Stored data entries
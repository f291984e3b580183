//! One-shot book commands
//!
//! Usage: libris [--file PATH] <add|remove|find|update|list|stats> ...

use clap::{Args, ValueEnum};
use libris_core::render::{render_collection, render_search_results, render_stats};
use libris_core::{Book, BookUpdate, Library, Repository, SearchField};

use super::{added_message, not_in_collection_message, removed_message};

#[derive(Debug, Args)]
pub struct AddArgs {
    #[arg(long)]
    pub title: String,

    #[arg(long)]
    pub author: String,

    /// Publication year, stored as entered
    #[arg(long)]
    pub year: String,

    #[arg(long)]
    pub genre: String,

    /// Mark the book as already read
    #[arg(long)]
    pub read: bool,
}

#[derive(Debug, Args)]
pub struct RemoveArgs {
    /// Title to remove (case-insensitive, exact)
    pub title: String,
}

#[derive(Debug, Clone, Copy, ValueEnum)]
pub enum SearchBy {
    Title,
    Author,
}

impl From<SearchBy> for SearchField {
    fn from(by: SearchBy) -> Self {
        match by {
            SearchBy::Title => SearchField::Title,
            SearchBy::Author => SearchField::Author,
        }
    }
}

#[derive(Debug, Args)]
pub struct FindArgs {
    /// Text to look for in titles and authors
    pub query: String,

    /// Requested search field; titles and authors are both searched
    #[arg(long, value_enum, default_value = "title")]
    pub by: SearchBy,
}

#[derive(Debug, Args)]
pub struct UpdateArgs {
    /// Title of the book to edit (case-insensitive, exact)
    pub title: String,

    #[arg(long)]
    pub new_title: Option<String>,

    #[arg(long)]
    pub new_author: Option<String>,

    #[arg(long)]
    pub new_year: Option<String>,

    #[arg(long)]
    pub new_genre: Option<String>,

    /// Read status after the update; omitted means unread
    #[arg(long)]
    pub read: bool,
}

impl From<UpdateArgs> for BookUpdate {
    fn from(args: UpdateArgs) -> Self {
        BookUpdate {
            title: args.new_title,
            author: args.new_author,
            publication_year: args.new_year,
            genre: args.new_genre,
            read: args.read,
        }
    }
}

/// Execute add
pub fn add<R: Repository>(
    library: &mut Library<R>,
    args: AddArgs,
) -> Result<(), Box<dyn std::error::Error>> {
    let book = Book::new(args.title, args.author, args.year, args.genre, args.read);
    let added = library.add(book)?;
    println!("{}", added_message(&added.title));
    Ok(())
}

/// Execute remove
pub fn remove<R: Repository>(
    library: &mut Library<R>,
    args: RemoveArgs,
) -> Result<(), Box<dyn std::error::Error>> {
    match library.remove(&args.title)? {
        Some(_) => println!("{}", removed_message(&args.title)),
        None => println!("{}", not_in_collection_message(&args.title)),
    }
    Ok(())
}

/// Execute find
pub fn find<R: Repository>(
    library: &Library<R>,
    args: FindArgs,
) -> Result<(), Box<dyn std::error::Error>> {
    let matches = library.find(&args.query, args.by.into());
    print!("{}", render_search_results(&args.query, matches));
    Ok(())
}

/// Execute update
pub fn update<R: Repository>(
    library: &mut Library<R>,
    args: UpdateArgs,
) -> Result<(), Box<dyn std::error::Error>> {
    let title = args.title.clone();
    match library.update(&title, args.into())? {
        Some(book) => println!("Book \"{}\" updated successfully!", book.title),
        None => println!("{}", not_in_collection_message(&title)),
    }
    Ok(())
}

/// Execute list
pub fn list<R: Repository>(library: &Library<R>) -> Result<(), Box<dyn std::error::Error>> {
    print!("{}", render_collection(library.list()));
    Ok(())
}

/// Execute stats
pub fn stats<R: Repository>(library: &Library<R>) -> Result<(), Box<dyn std::error::Error>> {
    print!("{}", render_stats(&library.stats()));
    Ok(())
}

__AIM OF THE TASK__: For this exercise, retype each entry from above exactly as it stands.

__ANSWER AREA__:
repository f291984e3b580183
//! One-shot book commands
//!
//! Usage: libris [--file PATH] <add|remove|find|update|list|stats> ...

use clap::{Args, ValueEnum};
use libris_core::render::{render_collection, render_search_results, render_stats};
use libris_core::{Book, BookUpdate, Library, Repository, SearchField};

use super::{added_message, not_in_collection_message, removed_message};

#[derive(Debug, Args)]
pub struct AddArgs {
    #[arg(long)]
    pub title: String,

    #[arg(long)]
    pub author: String,

    /// Publication year, stored as entered
    #[arg(long)]
    pub year: String,

    #[arg(long)]
    pub genre: String,

    /// Mark the book as already read
    #[arg(long)]
    pub read: bool,
}

#[derive(Debug, Args)]
pub struct RemoveArgs {
    /// Title to remove (case-insensitive, exact)
    pub title: String,
}

#[derive(Debug, Clone, Copy, ValueEnum)]
pub enum SearchBy {
    Title,
    Author,
}

impl From<SearchBy> for SearchField {
    fn from(by: SearchBy) -> Self {
        match by {
            SearchBy::Title => SearchField::Title,
            SearchBy::Author => SearchField::Author,
        }
    }
}

#[derive(Debug, Args)]
pub struct FindArgs {
    /// Text to look for in titles and authors
    pub query: String,

    /// Requested search field; titles and authors are both searched
    #[arg(long, value_enum, default_value = "title")]
    pub by: SearchBy,
}

#[derive(Debug, Args)]
pub struct UpdateArgs {
    /// Title of the book to edit (case-insensitive, exact)
    pub title: String,

    #[arg(long)]
    pub new_title: Option<String>,

    #[arg(long)]
    pub new_author: Option<String>,

    #[arg(long)]
    pub new_year: Option<String>,

    #[arg(long)]
    pub new_genre: Option<String>,

    /// Read status after the update; omitted means unread
    #[arg(long)]
    pub read: bool,
}

impl From<UpdateArgs> for BookUpdate {
    fn from(args: UpdateArgs) -> Self {
        BookUpdate {
            title: args.new_title,
            author: args.new_author,
            publication_year: args.new_year,
            genre: args.new_genre,
            read: args.read,
        }
    }
}

/// Execute add
pub fn add<R: Repository>(
    library: &mut Library<R>,
    args: AddArgs,
) -> Result<(), Box<dyn std::error::Error>> {
    let book = Book::new(args.title, args.author, args.year, args.genre, args.read);
    let added = library.add(book)?;
    println!("{}", added_message(&added.title));
    Ok(())
}

/// Execute remove
pub fn remove<R: Repository>(
    library: &mut Library<R>,
    args: RemoveArgs,
) -> Result<(), Box<dyn std::error::Error>> {
    match library.remove(&args.title)? {
        Some(_) => println!("{}", removed_message(&args.title)),
        None => println!("{}", not_in_collection_message(&args.title)),
    }
    Ok(())
}

/// Execute find
pub fn find<R: Repository>(
    library: &Library<R>,
    args: FindArgs,
) -> Result<(), Box<dyn std::error::Error>> {
    let matches = library.find(&args.query, args.by.into());
    print!("{}", render_search_results(&args.query, matches));
    Ok(())
}

/// Execute update
pub fn update<R: Repository>(
    library: &mut Library<R>,
    args: UpdateArgs,
) -> Result<(), Box<dyn std::error::Error>> {
    let title = args.title.clone();
    match library.update(&title, args.into())? {
        Some(book) => println!("Book \"{}\" updated successfully!", book.title),
        None => println!("{}", not_in_collection_message(&title)),
    }
    Ok(())
}

/// Execute list
pub fn list<R: Repository>(library: &Library<R>) -> Result<(), Box<dyn std::error::Error>> {
    print!("{}", render_collection(library.list()));
    Ok(())
}

/// Execute stats
pub fn stats<R: Repository>(library: &Library<R>) -> Result<(), Box<dyn std::error::Error>> {
    print!("{}", render_stats(&library.stats()));
    Ok(())
}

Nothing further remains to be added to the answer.